> [Instructions to follow]: Copy out every line holding the string "JointFit" from the records below.

> [Record set]:
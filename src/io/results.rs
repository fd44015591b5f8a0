//! Read/write the JSON run bundle.
//!
//! The bundle is the portable record of one analysis: settings that affect
//! the numbers, every per-group fit with intervals and derived metrics, the
//! skipped groups, the joint fits and their comparisons. An external
//! presenter can render tables or figures from it without refitting.

use std::fs::File;
use std::path::Path;

use serde::{Deserialize, Serialize};

use crate::domain::{GroupKey, JointFit, ModelKind, Parameterization};
use crate::error::AppError;
use crate::fit::grouped::SkipSummary;
use crate::report::{ComparisonReportRow, GroupReport};

#[derive(Debug, Clone, Serialize, Deserialize)]
pub struct RunBundle {
    pub tool: String,
    pub version: String,
    pub input: String,
    pub group_key: GroupKey,
    pub model: ModelKind,
    pub asymptote: f64,
    pub seed: u64,
    pub n_starts: usize,
    pub min_obs: usize,
    pub groups: Vec<GroupReport>,
    pub skipped: Vec<SkipSummary>,
    pub joint_fits: Vec<JointFit>,
    pub comparisons: Vec<ComparisonReportRow>,
    pub selected: Option<Parameterization>,
}

pub fn write_run_bundle(path: &Path, bundle: &RunBundle) -> Result<(), AppError> {
    let file = File::create(path)
        .map_err(|e| AppError::new(2, format!("Failed to create results JSON '{}': {e}", path.display())))?;
    serde_json::to_writer_pretty(file, bundle)
        .map_err(|e| AppError::new(2, format!("Failed to write results JSON: {e}")))?;
    Ok(())
}

pub fn read_run_bundle(path: &Path) -> Result<RunBundle, AppError> {
    let file = File::open(path)
        .map_err(|e| AppError::new(2, format!("Failed to open results JSON '{}': {e}", path.display())))?;
    let bundle: RunBundle =
        serde_json::from_reader(file).map_err(|e| AppError::new(2, format!("Invalid results JSON: {e}")))?;
    Ok(bundle)
}

#[cfg(test)]
mod tests {
    use super::*;

    #[test]
    fn bundle_survives_disk() {
        let dir = tempfile::tempdir().unwrap();
        let path = dir.path().join("run.json");
        let bundle = RunBundle {
            tool: "tcurve".to_string(),
            version: env!("CARGO_PKG_VERSION").to_string(),
            input: "cohort.csv".to_string(),
            group_key: GroupKey::Domain,
            model: ModelKind::Logistic2,
            asymptote: 130.0,
            seed: 42,
            n_starts: 500,
            min_obs: 5,
            groups: Vec::new(),
            skipped: vec![SkipSummary {
                group: "tiny".to_string(),
                n_obs: 2,
                reason: "insufficient data".to_string(),
            }],
            joint_fits: Vec::new(),
            comparisons: Vec::new(),
            selected: Some(Parameterization::GROUP_MIDPOINT),
        };
        write_run_bundle(&path, &bundle).unwrap();
        let back = read_run_bundle(&path).unwrap();
        assert_eq!(back.skipped, bundle.skipped);
        assert_eq!(back.selected, Some(Parameterization::GROUP_MIDPOINT));
        assert_eq!(back.group_key, GroupKey::Domain);
    }

    #[test]
    fn garbage_json_is_rejected() {
        let dir = tempfile::tempdir().unwrap();
        let path = dir.path().join("bad.json");
        std::fs::write(&path, "{not json").unwrap();
        let err = read_run_bundle(&path).unwrap_err();
        assert_eq!(err.exit_code(), 2);
    }
}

> [Completed exercise]:
use crate::domain::{GroupKey, JointFit, ModelKind, Parameterization};
    pub joint_fits: Vec<JointFit>,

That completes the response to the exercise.